**Exercise requirements**
Going down the data below, set down exactly the line with "self.entries.iter().map(|e| e.exercise_id).collect()" and each line after it through the line with "#[derive(Debug, Clone, Copy, PartialEq, Eq)]"; no other lines.

**Entries supplied**
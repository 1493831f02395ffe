use std::collections::BTreeSet;

use chrono::{DateTime, Utc};
use derive_more::Deref;
use uuid::Uuid;

use crate::{CreateError, DeleteError, ExerciseID, MuscleGroup, Name, ReadError};

#[allow(async_fn_in_trait)]
pub trait TemplateService {
    async fn get_templates(&self) -> Result<Vec<Template>, ReadError>;
    async fn get_template(&self, id: TemplateID) -> Result<TemplateDetail, ReadError>;
    async fn create_template(
        &self,
        name: Name,
        entries: Vec<NewTemplateEntry>,
    ) -> Result<TemplateID, CreateError>;
    async fn delete_template(&self, id: TemplateID) -> Result<TemplateID, DeleteError>;
}

#[allow(async_fn_in_trait)]
pub trait TemplateRepository {
    async fn read_templates(&self) -> Result<Vec<Template>, ReadError>;
    async fn read_template(&self, id: TemplateID) -> Result<TemplateDetail, ReadError>;
    async fn create_template(
        &self,
        name: Name,
        entries: Vec<NewTemplateEntry>,
    ) -> Result<TemplateID, CreateError>;
    async fn delete_template(&self, id: TemplateID) -> Result<TemplateID, DeleteError>;
}

/// A reusable prescription of exercises with target sets and reps.
#[derive(Debug, Clone, PartialEq)]
pub struct Template {
    pub id: TemplateID,
    pub name: Name,
    pub created_at: DateTime<Utc>,
}

#[derive(Deref, Debug, Default, Clone, Copy, Hash, PartialEq, Eq, PartialOrd, Ord)]
pub struct TemplateID(Uuid);

impl TemplateID {
    #[must_use]
    pub fn nil() -> Self {
        Self(Uuid::nil())
    }

    #[must_use]
    pub fn is_nil(&self) -> bool {
        self.0.is_nil()
    }
}

impl From<Uuid> for TemplateID {
    fn from(value: Uuid) -> Self {
        Self(value)
    }
}

impl From<u128> for TemplateID {
    fn from(value: u128) -> Self {
        Self(Uuid::from_bytes(value.to_be_bytes()))
    }
}

#[derive(Debug, Clone, PartialEq)]
pub struct TemplateDetail {
    pub template: Template,
    pub entries: Vec<TemplateEntry>,
}

impl TemplateDetail {
    #[must_use]
    pub fn num_sets(&self) -> u32 {
        self.entries.iter().map(|e| e.target_sets).sum()
    }

    #[must_use]
    pub fn exercises(&self) -> BTreeSet<ExerciseID> {
        self.entries.iter().map(|e| e.exercise_id).collect()
    }
}

/// Entry of a template, ordered by its position in `TemplateDetail::entries`.
#[derive(Debug, Clone, PartialEq)]
pub struct TemplateEntry {
    pub exercise_id: ExerciseID,
    pub exercise_name: Name,
    pub muscle_group: Option<MuscleGroup>,
    pub target_sets: u32,
    pub target_reps: u32,
}

#[derive(Debug, Clone, Copy, PartialEq, Eq)]
pub struct NewTemplateEntry {
    pub exercise_id: ExerciseID,
    pub target_sets: u32,
    pub target_reps: u32,
}

#[cfg(test)]
mod tests {
    use pretty_assertions::assert_eq;

    use super::*;

    static TEMPLATE_DETAIL: std::sync::LazyLock<TemplateDetail> =
        std::sync::LazyLock::new(|| TemplateDetail {
            template: Template {
                id: 1.into(),
                name: Name::new("Push Day").unwrap(),
                created_at: Utc::now(),
            },
            entries: vec![
                TemplateEntry {
                    exercise_id: 1.into(),
                    exercise_name: Name::new("Bench Press").unwrap(),
                    muscle_group: Some(MuscleGroup::Chest),
                    target_sets: 3,
                    target_reps: 8,
                },
                TemplateEntry {
                    exercise_id: 2.into(),
                    exercise_name: Name::new("Overhead Press").unwrap(),
                    muscle_group: Some(MuscleGroup::Shoulders),
                    target_sets: 2,
                    target_reps: 10,
                },
                TemplateEntry {
                    exercise_id: 1.into(),
                    exercise_name: Name::new("Bench Press").unwrap(),
                    muscle_group: Some(MuscleGroup::Chest),
                    target_sets: 1,
                    target_reps: 5,
                },
            ],
        });

    #[test]
    fn test_template_detail_num_sets() {
        assert_eq!(TEMPLATE_DETAIL.num_sets(), 6);
    }

    #[test]
    fn test_template_detail_exercises() {
        assert_eq!(
            TEMPLATE_DETAIL.exercises(),
            BTreeSet::from([1.into(), 2.into()])
        );
    }

    #[test]
    fn test_template_id_nil() {
        assert!(TemplateID::nil().is_nil());
        assert_eq!(TemplateID::nil(), TemplateID::default());
    }
}
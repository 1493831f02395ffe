use std::{fmt, slice::Iter};

use derive_more::Deref;
use uuid::Uuid;

use crate::{CreateError, Name, ReadError};

#[allow(async_fn_in_trait)]
pub trait ExerciseService {
    async fn get_exercises(&self) -> Result<Vec<Exercise>, ReadError>;
    async fn search_exercises(&self, query: &str) -> Result<Vec<Exercise>, ReadError>;
    async fn create_exercise(
        &self,
        name: Name,
        muscle_group: Option<MuscleGroup>,
    ) -> Result<Exercise, CreateError>;
}

#[allow(async_fn_in_trait)]
pub trait ExerciseRepository {
    async fn read_exercises(&self) -> Result<Vec<Exercise>, ReadError>;
    async fn search_exercises(&self, query: &str) -> Result<Vec<Exercise>, ReadError>;
    async fn create_exercise(
        &self,
        name: Name,
        muscle_group: Option<MuscleGroup>,
    ) -> Result<Exercise, CreateError>;
}

/// Reference data. Exercises are created by the seed catalog or by the user
/// and are never deleted.
#[derive(Debug, Clone, PartialEq, Eq)]
pub struct Exercise {
    pub id: ExerciseID,
    pub name: Name,
    pub muscle_group: Option<MuscleGroup>,
}

#[derive(Deref, Debug, Default, Clone, Copy, Hash, PartialEq, Eq, PartialOrd, Ord)]
pub struct ExerciseID(Uuid);

impl ExerciseID {
    #[must_use]
    pub fn nil() -> Self {
        Self(Uuid::nil())
    }

    #[must_use]
    pub fn is_nil(&self) -> bool {
        self.0.is_nil()
    }
}

impl From<Uuid> for ExerciseID {
    fn from(value: Uuid) -> Self {
        Self(value)
    }
}

impl From<u128> for ExerciseID {
    fn from(value: u128) -> Self {
        Self(Uuid::from_bytes(value.to_be_bytes()))
    }
}

#[derive(Clone, Copy, Debug, Eq, Hash, PartialEq, PartialOrd, Ord)]
pub enum MuscleGroup {
    Chest,
    Back,
    Shoulders,
    Legs,
    Arms,
    Core,
}

impl MuscleGroup {
    pub fn iter() -> Iter<'static, MuscleGroup> {
        static MUSCLE_GROUPS: [MuscleGroup; 6] = [
            MuscleGroup::Chest,
            MuscleGroup::Back,
            MuscleGroup::Shoulders,
            MuscleGroup::Legs,
            MuscleGroup::Arms,
            MuscleGroup::Core,
        ];
        MUSCLE_GROUPS.iter()
    }

    #[must_use]
    pub fn name(self) -> &'static str {
        match self {
            MuscleGroup::Chest => "Chest",
            MuscleGroup::Back => "Back",
            MuscleGroup::Shoulders => "Shoulders",
            MuscleGroup::Legs => "Legs",
            MuscleGroup::Arms => "Arms",
            MuscleGroup::Core => "Core",
        }
    }
}

impl fmt::Display for MuscleGroup {
    fn fmt(&self, f: &mut fmt::Formatter<'_>) -> fmt::Result {
        write!(f, "{}", self.name())
    }
}

impl TryFrom<&str> for MuscleGroup {
    type Error = MuscleGroupError;

    fn try_from(value: &str) -> Result<Self, Self::Error> {
        MuscleGroup::iter()
            .find(|group| group.name() == value)
            .copied()
            .ok_or_else(|| MuscleGroupError::Unknown(value.to_string()))
    }
}

#[derive(thiserror::Error, Debug, PartialEq)]
pub enum MuscleGroupError {
    #[error("Unknown muscle group: {0}")]
    Unknown(String),
}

**Response to this task**
        self.entries.iter().map(|e| e.exercise_id).collect()
    }
}

/// Entry of a template, ordered by its position in `TemplateDetail::entries`.
#[derive(Debug, Clone, PartialEq)]
pub struct TemplateEntry {
    pub exercise_id: ExerciseID,
    pub exercise_name: Name,
    pub muscle_group: Option<MuscleGroup>,
    pub target_sets: u32,
    pub target_reps: u32,
}

#[derive(Debug, Clone, Copy, PartialEq, Eq)]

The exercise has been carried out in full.